Politica&Affari – Catalunya: tasse uguali per tutti
Secondo quanto riportato dal giornale spagnolo Mundodeportivo.es, una delle tante decisioni economiche prese durante l’ultimo Consiglio dei Ministri di venerdì scorso rischia di influenzare direttamente la pianificazione economica dello sport (su scala regionale) e del F.c. Barcelona (principale sports-brand del territorio). L’aumento delle tasse annunciato dal vice primo ministro, Soraya Saenz de Santamaria , per il 2012, stabilisce che i redditi superiori a 300.000 euro in Catalunya dovranno pagare le tasse in un range compreso tra il 49% e il 56%. In tutto lo Stato è del 52%. In particolare, in casa Barça, sono preoccupati che il significativo aumento del tasso marginale possa diventare un ostacolo per gettare le basi per il rinnovo del salario del top player Eric Abidal.

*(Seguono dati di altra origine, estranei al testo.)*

//! Invention catalog state engine with AI-assisted content.
//!
//! This crate provides:
//! - The [`Hub`] state container: inventions, essence and upgrades,
//!   written through to a [`KeyValueStore`] on every change
//! - Deterministic analytics and display ordering
//! - The [`ContentService`] boundary to a generative service, with a
//!   Claude-backed implementation
//! - The [`Lab`] controller that turns service replies into hub changes
//!
//! # Quick Start
//!
//! ```ignore
//! use hub_core::{FileStore, GenAiService, Hub, HubConfig, Lab, SynthesisFormat};
//! use std::sync::Arc;
//!
//! #[tokio::main]
//! async fn main() -> Result<(), Box<dyn std::error::Error>> {
//!     let hub = Hub::open(FileStore::new("saves"), HubConfig::default());
//!     let lab = Lab::new(hub, Arc::new(GenAiService::from_env()?));
//!
//!     let id = lab
//!         .synthesize("self-healing mesh radio", &SynthesisFormat::TacticalBrief)
//!         .await?;
//!     println!("{:?}", lab.hub().await.invention(&id));
//!     Ok(())
//! }
//! ```

pub mod analytics;
pub mod config;
pub mod hub;
pub mod invention;
pub mod lab;
pub mod persist;
pub mod service;
pub mod sort;
pub mod testing;
pub mod upgrade;

// Primary public API
pub use analytics::{analyze, Analysis};
pub use config::{HubConfig, ServiceConfig};
pub use hub::{Hub, HubError, Purchase, Rejection};
pub use invention::{Draft, Invention, InventionId, Origin, ScoreProfile, ScoreRule, Status};
pub use lab::{Lab, LabError, RequestKind};
pub use persist::{FileStore, KeyValueStore, MemoryStore, PersistError, Persistence, Snapshot};
pub use service::{
    AuditReport, ContentService, GenAiService, RiskLevel, ServiceError, SynthesisFormat,
    SynthesisReply, Vulnerability,
};
pub use sort::{SortOrder, UnknownSortOrder};
pub use testing::MockService;
pub use upgrade::Upgrade;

Il difensore francese ha riconosciuto, negli ultimi mesi, che la questione fiscale è stato uno degli ostacoli principali del suo prolungamento di contratto con il club. Sulla base della cosiddetta “Legge Beckham”, Abidal è stato tassato solo per il 24% del proprio salario lordo. Dal quinto anno in Spagna, come giocatore estero, dovrà pagare in tasse il 49%.